What needs to be done: Look below for the line that has "the effective configuration". Set down the lines from there through the line that has "config.apply_overrides(cli.rpc_url, cli.listen)?;", exactly as written.

====== Given records

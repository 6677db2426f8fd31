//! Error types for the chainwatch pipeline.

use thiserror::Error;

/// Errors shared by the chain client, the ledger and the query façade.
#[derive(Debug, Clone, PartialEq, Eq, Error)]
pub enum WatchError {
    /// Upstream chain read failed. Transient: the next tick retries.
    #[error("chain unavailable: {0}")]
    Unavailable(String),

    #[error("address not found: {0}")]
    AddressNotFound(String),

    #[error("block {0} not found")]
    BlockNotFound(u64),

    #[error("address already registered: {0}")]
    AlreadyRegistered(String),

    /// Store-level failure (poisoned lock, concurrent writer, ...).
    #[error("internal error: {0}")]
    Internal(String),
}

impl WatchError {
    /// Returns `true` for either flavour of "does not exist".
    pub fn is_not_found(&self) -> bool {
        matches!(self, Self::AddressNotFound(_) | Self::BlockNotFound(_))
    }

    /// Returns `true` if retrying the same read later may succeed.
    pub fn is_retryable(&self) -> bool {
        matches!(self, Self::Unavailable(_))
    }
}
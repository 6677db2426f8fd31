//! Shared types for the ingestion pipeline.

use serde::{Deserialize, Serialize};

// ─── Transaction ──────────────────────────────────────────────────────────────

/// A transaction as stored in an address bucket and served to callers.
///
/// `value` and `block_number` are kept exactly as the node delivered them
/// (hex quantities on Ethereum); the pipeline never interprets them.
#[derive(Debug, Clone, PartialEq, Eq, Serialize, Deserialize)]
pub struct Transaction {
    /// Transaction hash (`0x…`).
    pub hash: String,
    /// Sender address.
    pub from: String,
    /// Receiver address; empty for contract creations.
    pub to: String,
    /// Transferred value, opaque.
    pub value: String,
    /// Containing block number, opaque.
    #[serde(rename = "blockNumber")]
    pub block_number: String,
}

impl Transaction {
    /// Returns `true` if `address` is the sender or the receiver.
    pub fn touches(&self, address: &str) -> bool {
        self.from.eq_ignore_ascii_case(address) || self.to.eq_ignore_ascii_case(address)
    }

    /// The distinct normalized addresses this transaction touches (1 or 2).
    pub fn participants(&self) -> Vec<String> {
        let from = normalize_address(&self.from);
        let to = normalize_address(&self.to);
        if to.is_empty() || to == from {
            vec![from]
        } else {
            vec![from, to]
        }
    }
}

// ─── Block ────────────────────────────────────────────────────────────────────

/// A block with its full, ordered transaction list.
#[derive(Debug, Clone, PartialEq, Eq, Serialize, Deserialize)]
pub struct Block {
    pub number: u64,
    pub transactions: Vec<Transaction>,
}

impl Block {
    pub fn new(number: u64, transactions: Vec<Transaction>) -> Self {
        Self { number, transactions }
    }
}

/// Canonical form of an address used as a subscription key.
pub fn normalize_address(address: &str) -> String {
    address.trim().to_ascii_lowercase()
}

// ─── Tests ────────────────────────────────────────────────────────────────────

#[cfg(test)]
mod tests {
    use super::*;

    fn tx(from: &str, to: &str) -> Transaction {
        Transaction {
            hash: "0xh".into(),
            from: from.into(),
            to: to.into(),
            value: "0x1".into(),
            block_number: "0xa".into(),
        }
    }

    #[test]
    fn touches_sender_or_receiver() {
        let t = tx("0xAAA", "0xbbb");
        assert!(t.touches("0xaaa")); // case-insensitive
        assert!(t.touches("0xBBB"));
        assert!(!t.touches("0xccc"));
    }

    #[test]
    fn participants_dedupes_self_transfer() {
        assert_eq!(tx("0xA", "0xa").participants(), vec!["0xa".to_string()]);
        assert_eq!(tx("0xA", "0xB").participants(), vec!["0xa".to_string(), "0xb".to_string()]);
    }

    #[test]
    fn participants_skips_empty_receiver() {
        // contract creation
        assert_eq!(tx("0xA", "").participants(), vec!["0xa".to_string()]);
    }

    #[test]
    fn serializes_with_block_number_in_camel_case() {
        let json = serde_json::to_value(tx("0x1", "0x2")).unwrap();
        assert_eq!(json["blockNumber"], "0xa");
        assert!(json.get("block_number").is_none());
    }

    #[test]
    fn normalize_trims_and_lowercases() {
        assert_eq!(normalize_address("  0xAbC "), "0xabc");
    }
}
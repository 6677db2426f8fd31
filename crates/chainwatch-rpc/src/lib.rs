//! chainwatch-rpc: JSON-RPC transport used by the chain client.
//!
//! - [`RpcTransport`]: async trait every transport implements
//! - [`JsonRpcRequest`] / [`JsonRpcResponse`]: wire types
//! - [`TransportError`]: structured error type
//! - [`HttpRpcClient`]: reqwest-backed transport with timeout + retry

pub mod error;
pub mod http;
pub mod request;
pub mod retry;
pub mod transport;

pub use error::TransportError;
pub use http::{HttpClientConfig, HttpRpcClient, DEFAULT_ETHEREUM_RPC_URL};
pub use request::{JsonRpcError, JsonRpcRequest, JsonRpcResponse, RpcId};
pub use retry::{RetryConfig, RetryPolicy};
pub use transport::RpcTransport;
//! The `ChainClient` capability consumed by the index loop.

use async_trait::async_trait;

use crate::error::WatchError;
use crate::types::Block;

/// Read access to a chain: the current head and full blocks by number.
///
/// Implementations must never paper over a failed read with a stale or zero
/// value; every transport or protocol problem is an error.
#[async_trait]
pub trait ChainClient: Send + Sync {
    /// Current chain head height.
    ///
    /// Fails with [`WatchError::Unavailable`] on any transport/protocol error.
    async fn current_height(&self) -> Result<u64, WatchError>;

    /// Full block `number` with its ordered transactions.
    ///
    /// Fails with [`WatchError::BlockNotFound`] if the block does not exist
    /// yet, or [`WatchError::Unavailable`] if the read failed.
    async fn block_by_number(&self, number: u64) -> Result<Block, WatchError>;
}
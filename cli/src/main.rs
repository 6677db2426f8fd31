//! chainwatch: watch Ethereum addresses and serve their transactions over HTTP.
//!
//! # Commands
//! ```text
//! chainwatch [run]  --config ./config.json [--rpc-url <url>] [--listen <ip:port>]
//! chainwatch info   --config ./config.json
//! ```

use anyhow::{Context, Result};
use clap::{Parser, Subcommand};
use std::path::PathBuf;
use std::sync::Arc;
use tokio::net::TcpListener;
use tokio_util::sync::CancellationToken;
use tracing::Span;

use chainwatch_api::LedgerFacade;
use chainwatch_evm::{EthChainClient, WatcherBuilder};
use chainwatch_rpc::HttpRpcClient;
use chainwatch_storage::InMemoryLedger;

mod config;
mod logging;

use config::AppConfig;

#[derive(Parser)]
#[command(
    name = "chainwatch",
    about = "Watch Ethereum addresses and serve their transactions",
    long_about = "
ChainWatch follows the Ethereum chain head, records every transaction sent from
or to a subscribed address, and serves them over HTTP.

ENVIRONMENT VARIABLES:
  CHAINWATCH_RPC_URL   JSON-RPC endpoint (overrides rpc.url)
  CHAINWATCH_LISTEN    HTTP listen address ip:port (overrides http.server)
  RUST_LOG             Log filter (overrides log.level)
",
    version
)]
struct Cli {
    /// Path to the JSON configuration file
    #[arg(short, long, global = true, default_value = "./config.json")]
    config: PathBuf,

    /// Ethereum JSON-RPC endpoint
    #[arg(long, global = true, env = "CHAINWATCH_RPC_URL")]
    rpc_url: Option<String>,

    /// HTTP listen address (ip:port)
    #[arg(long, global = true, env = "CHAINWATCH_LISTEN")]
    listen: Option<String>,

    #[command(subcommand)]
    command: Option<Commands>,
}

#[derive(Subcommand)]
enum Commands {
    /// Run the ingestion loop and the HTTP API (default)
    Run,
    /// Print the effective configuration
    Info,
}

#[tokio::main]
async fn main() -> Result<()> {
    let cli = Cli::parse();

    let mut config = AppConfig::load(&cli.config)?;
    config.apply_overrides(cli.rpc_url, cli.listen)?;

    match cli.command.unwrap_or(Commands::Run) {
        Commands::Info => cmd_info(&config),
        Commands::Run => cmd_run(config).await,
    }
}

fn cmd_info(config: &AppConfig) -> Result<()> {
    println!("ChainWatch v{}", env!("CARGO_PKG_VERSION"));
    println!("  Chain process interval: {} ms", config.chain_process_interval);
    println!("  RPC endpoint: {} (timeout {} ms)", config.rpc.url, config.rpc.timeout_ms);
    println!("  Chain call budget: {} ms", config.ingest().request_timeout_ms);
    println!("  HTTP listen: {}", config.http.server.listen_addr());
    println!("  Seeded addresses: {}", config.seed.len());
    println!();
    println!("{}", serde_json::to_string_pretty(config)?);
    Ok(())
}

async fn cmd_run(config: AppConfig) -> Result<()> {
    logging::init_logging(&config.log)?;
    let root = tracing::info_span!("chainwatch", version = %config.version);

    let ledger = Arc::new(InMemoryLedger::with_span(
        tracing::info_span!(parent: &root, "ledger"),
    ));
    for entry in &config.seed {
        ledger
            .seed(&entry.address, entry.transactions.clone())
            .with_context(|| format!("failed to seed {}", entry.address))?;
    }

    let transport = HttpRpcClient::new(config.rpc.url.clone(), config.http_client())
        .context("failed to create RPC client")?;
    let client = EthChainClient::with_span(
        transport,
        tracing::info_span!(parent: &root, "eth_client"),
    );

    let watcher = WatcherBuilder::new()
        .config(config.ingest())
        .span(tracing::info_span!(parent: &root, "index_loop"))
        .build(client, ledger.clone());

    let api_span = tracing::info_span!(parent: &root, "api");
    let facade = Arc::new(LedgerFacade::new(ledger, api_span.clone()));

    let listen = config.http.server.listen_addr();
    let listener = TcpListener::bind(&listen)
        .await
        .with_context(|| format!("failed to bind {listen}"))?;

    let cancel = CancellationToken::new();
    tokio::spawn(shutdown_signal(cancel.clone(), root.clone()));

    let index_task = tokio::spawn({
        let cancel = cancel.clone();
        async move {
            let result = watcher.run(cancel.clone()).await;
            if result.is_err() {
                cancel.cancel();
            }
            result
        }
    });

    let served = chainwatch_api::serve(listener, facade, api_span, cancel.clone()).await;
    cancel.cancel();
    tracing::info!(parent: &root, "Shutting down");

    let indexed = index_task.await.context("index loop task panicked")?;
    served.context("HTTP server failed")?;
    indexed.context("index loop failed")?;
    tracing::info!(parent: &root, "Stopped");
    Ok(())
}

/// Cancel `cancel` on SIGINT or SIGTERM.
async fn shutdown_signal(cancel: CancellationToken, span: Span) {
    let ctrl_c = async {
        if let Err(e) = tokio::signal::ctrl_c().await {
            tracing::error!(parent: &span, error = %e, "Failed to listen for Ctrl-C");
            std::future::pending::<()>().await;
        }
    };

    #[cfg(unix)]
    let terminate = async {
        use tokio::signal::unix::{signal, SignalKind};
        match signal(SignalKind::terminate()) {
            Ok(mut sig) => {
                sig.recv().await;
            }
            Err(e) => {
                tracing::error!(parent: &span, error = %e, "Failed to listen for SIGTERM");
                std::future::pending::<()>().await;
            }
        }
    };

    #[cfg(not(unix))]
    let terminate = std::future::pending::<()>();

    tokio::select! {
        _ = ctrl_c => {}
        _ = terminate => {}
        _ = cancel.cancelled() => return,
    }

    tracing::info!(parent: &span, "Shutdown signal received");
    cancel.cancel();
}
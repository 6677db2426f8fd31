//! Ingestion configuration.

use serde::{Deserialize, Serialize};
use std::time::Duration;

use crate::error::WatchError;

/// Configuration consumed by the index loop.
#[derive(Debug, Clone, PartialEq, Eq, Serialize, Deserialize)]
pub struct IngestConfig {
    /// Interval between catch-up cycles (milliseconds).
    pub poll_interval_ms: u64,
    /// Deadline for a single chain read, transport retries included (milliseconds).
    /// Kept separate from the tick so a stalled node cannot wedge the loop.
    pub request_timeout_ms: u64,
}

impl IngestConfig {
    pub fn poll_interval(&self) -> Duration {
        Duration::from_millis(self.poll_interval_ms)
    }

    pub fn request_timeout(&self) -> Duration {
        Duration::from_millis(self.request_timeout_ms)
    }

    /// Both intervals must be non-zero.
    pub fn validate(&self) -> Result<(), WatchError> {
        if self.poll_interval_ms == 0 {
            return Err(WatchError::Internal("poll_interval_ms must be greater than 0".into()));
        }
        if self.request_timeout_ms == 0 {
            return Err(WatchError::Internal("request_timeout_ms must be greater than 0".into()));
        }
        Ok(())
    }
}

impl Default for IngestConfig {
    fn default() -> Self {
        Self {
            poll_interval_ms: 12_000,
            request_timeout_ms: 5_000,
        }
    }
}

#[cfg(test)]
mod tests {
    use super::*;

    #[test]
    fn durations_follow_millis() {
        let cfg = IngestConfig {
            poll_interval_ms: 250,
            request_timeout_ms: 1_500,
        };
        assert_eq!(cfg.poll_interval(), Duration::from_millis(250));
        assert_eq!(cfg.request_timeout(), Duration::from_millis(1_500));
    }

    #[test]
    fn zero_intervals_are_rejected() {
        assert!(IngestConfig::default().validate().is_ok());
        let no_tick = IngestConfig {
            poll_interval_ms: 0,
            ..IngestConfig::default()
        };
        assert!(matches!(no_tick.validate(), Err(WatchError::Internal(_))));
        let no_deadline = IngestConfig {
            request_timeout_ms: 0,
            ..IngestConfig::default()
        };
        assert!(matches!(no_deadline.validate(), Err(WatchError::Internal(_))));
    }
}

============

Written response:
    /// Print the effective configuration
    Info,
}

#[tokio::main]
async fn main() -> Result<()> {
    let cli = Cli::parse();

    let mut config = AppConfig::load(&cli.config)?;
    config.apply_overrides(cli.rpc_url, cli.listen)?;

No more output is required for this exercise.